WONDER nurse Rayanne Durnion lovingly cares for cancer sufferers - while her own son battles a million-to-one health condition back at home.
The Billingham mum-of-two works at Sunderland Royal Hospital as a specialist chemotherapy nurse and is part of a team which helps up to 70 people a day.
It is really rewarding to be with a patient who is going through their journey of treatment. I see it as a privilege to help people through that journey.Rayanne Durnion, cancer nurse
But behind the smiles, Rayanne, 35, has her own astonishing story.
Each night at home, she provides care to her own little hero. Her seven-year-old son Samuel Cumpson has a daily battle with the rare blood condition Diamond Blackfan Anaemia (DBA) which is where he fails to produce red blood cells properly.
He was diagnosed at just three months old and almost died from it as a baby. He was rushed into hospital and given an emergency blood transfusion which saved his life. A bone marrow transfusion confirmed he had DBA.
Now, the Billingham youngster needs blood transfusions every four weeks at the Royal Victoria Infirmary in Newcastle.
He also has a ten-hour infusion of medication each night into his stomach because he suffers from a severe iron overload in his body.

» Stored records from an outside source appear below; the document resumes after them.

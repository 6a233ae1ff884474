//! Session behavior across reloads and between sessions

use lje_common::config::DataSources;
use lje_common::lists::CUSTOM_LIST;
use lje_common::session::{EditEvent, EditOutcome, ViewOptions};
use lje_common::{ExplorerSession, Field, SessionSettings};
use std::fs;
use tempfile::TempDir;

fn write_sources(dir: &TempDir, discs: &str, titles: &str) {
    fs::write(dir.path().join("discs.csv"), discs).unwrap();
    fs::write(dir.path().join("titles.csv"), titles).unwrap();
}

fn setup() -> TempDir {
    let dir = TempDir::new().unwrap();
    write_sources(
        &dir,
        "REFERENCE,YEAR,COUNTRY\nR1,1990,US\nR2,1991,UK\nR3,1992,US\n",
        "REFERENCE,ARTIST,TITLE\nR1,Abba,Waterloo\nR2,Blondie,Atomic\nR3,Cher,Believe\n",
    );
    dir
}

fn open(dir: &TempDir) -> ExplorerSession {
    ExplorerSession::open(DataSources::in_folder(dir.path()), SessionSettings::default()).unwrap()
}

fn stage_selected(session: &mut ExplorerSession, index: usize) -> Vec<String> {
    session.view(ViewOptions::default()).stages[index].selected.clone()
}

#[test]
fn test_reload_keeps_selections_and_prunes_vanished_values() {
    let dir = setup();
    let mut session = open(&dir);
    session
        .set_selection(Field::Artist, vec!["Abba".into(), "Cher".into()])
        .unwrap();
    assert_eq!(stage_selected(&mut session, 2), vec!["Abba", "Cher"]);

    // Cher disappears from the titles table
    write_sources(
        &dir,
        "REFERENCE,YEAR,COUNTRY\nR1,1990,US\nR2,1991,UK\n",
        "REFERENCE,ARTIST,TITLE\nR1,Abba,Waterloo\nR2,Blondie,Atomic\n",
    );
    session.reload().unwrap();

    let view = session.view(ViewOptions::default());
    assert_eq!(view.stages[2].selected, vec!["Abba"]);
    assert_eq!(view.rows.len(), 1);
    assert_eq!(session.cache().misses(), 4);
}

#[test]
fn test_reload_keeps_custom_list_and_drops_vanished_references() {
    let dir = setup();
    let mut session = open(&dir);
    session.paste_custom("R2\n");
    session.view(ViewOptions::default());

    session.reload().unwrap();
    assert_eq!(session.cache().hits(), 2);

    // R3 disappears; an edit sent from the old view is stale
    write_sources(
        &dir,
        "REFERENCE,YEAR,COUNTRY\nR1,1990,US\nR2,1991,UK\n",
        "REFERENCE,ARTIST,TITLE\nR1,Abba,Waterloo\nR2,Blondie,Atomic\n",
    );
    session.reload().unwrap();

    let edit = |reference: &str| EditEvent {
        reference: reference.into(),
        list: CUSTOM_LIST.into(),
        included: true,
    };
    let outcomes = session.apply_edits(vec![edit("R3"), edit("R1")]);
    assert_eq!(outcomes, vec![EditOutcome::Stale, EditOutcome::Applied]);

    session.set_restriction(vec![CUSTOM_LIST.into()]);
    let view = session.view(ViewOptions::default());
    let refs: Vec<_> = view.rows.iter().map(|r| r.record.reference.as_str()).collect();
    assert_eq!(refs, vec!["R2", "R1"]);
}

#[test]
fn test_reload_reuses_unchanged_list_files() {
    let dir = setup();
    fs::create_dir(dir.path().join("lists")).unwrap();
    fs::write(dir.path().join("lists").join("owned.csv"), "REFERENCE\nR1\n").unwrap();
    let mut session = open(&dir);
    assert_eq!(session.cache().misses(), 3);

    session.reload().unwrap();
    assert_eq!((session.cache().hits(), session.cache().misses()), (3, 3));

    fs::write(dir.path().join("lists").join("owned.csv"), "REFERENCE\nR1\nR3\n").unwrap();
    session.reload().unwrap();
    assert_eq!((session.cache().hits(), session.cache().misses()), (5, 4));
    let owned = session.lists().into_iter().find(|l| l.name == "Owned").unwrap();
    assert_eq!(owned.size, 2);
}

#[test]
fn test_sessions_do_not_share_lists_or_filters() {
    let dir = setup();
    let mut first = open(&dir);
    let mut second = open(&dir);

    first.paste_custom("R1\nR3\n");
    first.set_selection(Field::Country, vec!["US".into()]).unwrap();

    let custom_size = |s: &ExplorerSession| {
        s.lists()
            .into_iter()
            .find(|l| l.name == CUSTOM_LIST)
            .map(|l| l.size)
            .unwrap()
    };
    assert_eq!(custom_size(&first), 2);
    assert_eq!(custom_size(&second), 0);
    assert_eq!(first.view(ViewOptions::default()).rows.len(), 2);
    assert_eq!(second.view(ViewOptions::default()).rows.len(), 3);
}

#[test]
fn test_reload_with_missing_source_keeps_previous_state() {
    let dir = setup();
    let mut session = open(&dir);
    fs::remove_file(dir.path().join("titles.csv")).unwrap();

    assert!(session.reload().is_err());
    assert_eq!(session.view(ViewOptions::default()).rows.len(), 3);
}
//! Batch reference normalization (the `normalize-refs` tool)

use lje_common::normalize::{Normalizer, Resolution, Strictness};
use lje_common::source::{read_discs, read_list_references, write_references};
use lje_common::Result;
use std::fs;
use std::path::Path;
use tracing::{info, warn};

/// Counts reported after a batch run
#[derive(Debug, Clone, Copy, PartialEq, Eq)]
pub struct BatchSummary {
    pub total: usize,
    pub unmatched: usize,
}

/// Rewrite every `REFERENCE` of `input` against the catalog in `discs`
///
/// Input order and duplicates are preserved. References that do not resolve
/// to the catalog are kept (rebuilt or verbatim) and logged.
pub fn normalize_file(discs: &Path, input: &Path, output: &Path) -> Result<BatchSummary> {
    let catalog = read_discs(&fs::read(discs)?)?;
    let normalizer = Normalizer::new(catalog.iter().map(|d| d.reference.as_str()));
    let references = read_list_references(&fs::read(input)?)?;

    let mut unmatched = 0;
    let mut normalized = Vec::with_capacity(references.len());
    for raw in &references {
        if !matches!(normalizer.resolve(raw), Resolution::Catalog(_)) {
            unmatched += 1;
            warn!("No catalog match for: {}", raw);
        }
        normalized.push(
            normalizer
                .normalize(raw, Strictness::Permissive)
                .unwrap_or_else(|| raw.clone()),
        );
    }

    let file = fs::File::create(output)?;
    write_references(file, &normalized)?;

    info!(total = normalized.len(), unmatched, output = %output.display(), "normalization complete");
    Ok(BatchSummary {
        total: normalized.len(),
        unmatched,
    })
}
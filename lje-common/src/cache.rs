//! Memoized source loading
//!
//! Parsed tables and list files are cached per path and reused while the file's SHA-256
//! digest is unchanged. A cache belongs to exactly one session.

use sha2::{Digest, Sha256};
use std::any::Any;
use std::collections::HashMap;
use std::path::{Path, PathBuf};
use std::sync::Arc;
use tracing::debug;

use crate::Result;

struct Entry {
    digest: [u8; 32],
    value: Arc<dyn Any + Send + Sync>,
}

/// Content-addressed cache of parsed source files
#[derive(Default)]
pub struct SourceCache {
    entries: HashMap<PathBuf, Entry>,
    hits: u64,
    misses: u64,
}

impl SourceCache {
    pub fn new() -> Self {
        Self::default()
    }

    /// Return the cached parse of `path`, re-parsing only when the content changed
    ///
    /// A cached value of a different type under the same path is treated as a miss.
    pub fn load<T, F>(&mut self, path: &Path, parse: F) -> Result<Arc<T>>
    where
        T: Send + Sync + 'static,
        F: FnOnce(&[u8]) -> Result<T>,
    {
        let bytes = std::fs::read(path)?;
        let digest: [u8; 32] = Sha256::digest(&bytes).into();

        if let Some(entry) = self.entries.get(path) {
            if entry.digest == digest {
                if let Ok(value) = Arc::clone(&entry.value).downcast::<T>() {
                    self.hits += 1;
                    debug!(path = %path.display(), "source cache hit");
                    return Ok(value);
                }
            }
        }

        self.misses += 1;
        debug!(path = %path.display(), "source cache miss, parsing");
        let value = Arc::new(parse(&bytes)?);
        self.entries.insert(
            path.to_path_buf(),
            Entry {
                digest,
                value: value.clone(),
            },
        );
        Ok(value)
    }

    pub fn hits(&self) -> u64 {
        self.hits
    }

    pub fn misses(&self) -> u64 {
        self.misses
    }
}

#[cfg(test)]
mod tests {
    use super::*;
    use std::fs;
    use tempfile::TempDir;

    fn parse_lines(bytes: &[u8]) -> Result<Vec<String>> {
        Ok(String::from_utf8_lossy(bytes)
            .lines()
            .map(str::to_string)
            .collect())
    }

    #[test]
    fn test_unchanged_file_is_parsed_once() {
        let dir = TempDir::new().unwrap();
        let path = dir.path().join("a.csv");
        fs::write(&path, "x\ny\n").unwrap();

        let mut cache = SourceCache::new();
        let first = cache.load(&path, parse_lines).unwrap();
        let second = cache.load(&path, parse_lines).unwrap();

        assert!(Arc::ptr_eq(&first, &second));
        assert_eq!(cache.misses(), 1);
        assert_eq!(cache.hits(), 1);
    }

    #[test]
    fn test_changed_content_is_reparsed() {
        let dir = TempDir::new().unwrap();
        let path = dir.path().join("a.csv");
        fs::write(&path, "x\n").unwrap();

        let mut cache = SourceCache::new();
        let first = cache.load(&path, parse_lines).unwrap();
        fs::write(&path, "x\nz\n").unwrap();
        let second = cache.load(&path, parse_lines).unwrap();

        assert_eq!(first.len(), 1);
        assert_eq!(second.len(), 2);
        assert_eq!(cache.misses(), 2);
    }

    #[test]
    fn test_missing_file_is_an_error() {
        let dir = TempDir::new().unwrap();
        let mut cache = SourceCache::new();
        assert!(cache.load(&dir.path().join("nope.csv"), parse_lines).is_err());
    }
}
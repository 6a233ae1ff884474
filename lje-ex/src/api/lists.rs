//! Custom list endpoints: pick, restrict, paste, edit, save

use axum::{
    extract::{Path, State},
    http::StatusCode,
    routing::{get, post, put},
    Json, Router,
};
use lje_common::lists::PasteReport;
use lje_common::session::{EditEvent, EditOutcome, ListSummary};
use serde::{Deserialize, Serialize};
use std::path::PathBuf;
use uuid::Uuid;

use crate::error::ApiResult;
use crate::AppState;

#[derive(Debug, Deserialize)]
pub struct ListNamesRequest {
    #[serde(default)]
    pub names: Vec<String>,
}

#[derive(Debug, Deserialize)]
pub struct PasteRequest {
    pub text: String,
}

#[derive(Debug, Deserialize)]
pub struct EditsRequest {
    pub edits: Vec<EditEvent>,
}

#[derive(Debug, Serialize)]
pub struct EditsResponse {
    pub outcomes: Vec<EditOutcome>,
}

#[derive(Debug, Serialize)]
pub struct SaveListResponse {
    pub name: String,
    pub path: PathBuf,
}

/// GET /api/sessions/:id/lists
pub async fn get_lists(
    State(state): State<AppState>,
    Path(session_id): Path<Uuid>,
) -> ApiResult<Json<Vec<ListSummary>>> {
    let lists = state
        .sessions
        .with_session(session_id, |session| session.lists())
        .await?;
    Ok(Json(lists))
}

/// PUT /api/sessions/:id/lists/attached
pub async fn set_attached(
    State(state): State<AppState>,
    Path(session_id): Path<Uuid>,
    Json(request): Json<ListNamesRequest>,
) -> ApiResult<StatusCode> {
    state
        .sessions
        .with_session(session_id, |session| session.set_attached_lists(request.names))
        .await?;
    Ok(StatusCode::NO_CONTENT)
}

/// PUT /api/sessions/:id/lists/restriction
pub async fn set_restriction(
    State(state): State<AppState>,
    Path(session_id): Path<Uuid>,
    Json(request): Json<ListNamesRequest>,
) -> ApiResult<StatusCode> {
    state
        .sessions
        .with_session(session_id, |session| session.set_restriction(request.names))
        .await?;
    Ok(StatusCode::NO_CONTENT)
}

/// POST /api/sessions/:id/lists/:name/save
pub async fn save_list(
    State(state): State<AppState>,
    Path((session_id, name)): Path<(Uuid, String)>,
) -> ApiResult<Json<SaveListResponse>> {
    let list = name.clone();
    let path = state
        .sessions
        .with_session_blocking(session_id, move |session| session.save_list(&list))
        .await??;
    Ok(Json(SaveListResponse { name, path }))
}

/// PUT /api/sessions/:id/custom
pub async fn paste_custom(
    State(state): State<AppState>,
    Path(session_id): Path<Uuid>,
    Json(request): Json<PasteRequest>,
) -> ApiResult<Json<PasteReport>> {
    let report = state
        .sessions
        .with_session(session_id, |session| session.paste_custom(&request.text))
        .await?;
    Ok(Json(report))
}

/// POST /api/sessions/:id/edits
///
/// Edits for references outside the current filtered view come back stale.
pub async fn apply_edits(
    State(state): State<AppState>,
    Path(session_id): Path<Uuid>,
    Json(request): Json<EditsRequest>,
) -> ApiResult<Json<EditsResponse>> {
    let outcomes = state
        .sessions
        .with_session(session_id, |session| session.apply_edits(request.edits))
        .await?;
    Ok(Json(EditsResponse { outcomes }))
}

/// Build list routes
pub fn list_routes() -> Router<AppState> {
    Router::new()
        .route("/api/sessions/:session_id/lists", get(get_lists))
        .route("/api/sessions/:session_id/lists/attached", put(set_attached))
        .route("/api/sessions/:session_id/lists/restriction", put(set_restriction))
        .route("/api/sessions/:session_id/lists/:name/save", post(save_list))
        .route("/api/sessions/:session_id/custom", put(paste_custom))
        .route("/api/sessions/:session_id/edits", post(apply_edits))
}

And he’s waiting to have a bone marrow transplant at St Mary’s Hospital in London after a perfect match was found through the Anthony Nolan organisation. If he gets it, he can lead a disease-free life but he can only have the transfusion when his iron levels are reduced.
Modest Rayanne, from Wolviston Court in Billingham, and who also has a two-year-old son Corey-Ray, played down the incredible work she does at home and work.
“I am just doing my job,” she said. “It is the type of person I am. I want to give the best care to people because that’s what other people are giving to my son.”
“It is really rewarding to be with a patient who is going through their journey of treatment. I see it as a privilege to help people through that journey.”
But after a full day at work, she goes home to be with her two sons including one who needs ten hours of medical infusions into his body each night, as well as oral medication called chelation therapy .
Rayanne added: “Samuel just wants to be well. He says he does not want to have transfusions any more.
“He’s old enough now to start asking questions about where his illness has come from but despite all of this, he is just a happy little boy.”
His condition has not gone unnoticed by young brother Corey-Ray either.
Rayanne added: “He is fit and healthy but he tells me he wants needles in his tummy so he can be like his brother.”
She described Samuel as a “totally incredible little boy”.
Rayanne and her family are raising money towards the cost of the time when they will have to be in London while Samuel has his transplant.
And to help raise more cash, they are planning a funday at the Best Western Roker Hotel on Sunday, April 19.
It will run from 3pm to 6pm with attractions including a meet and greet by princesses and superheroes, a magician and bouncy castle.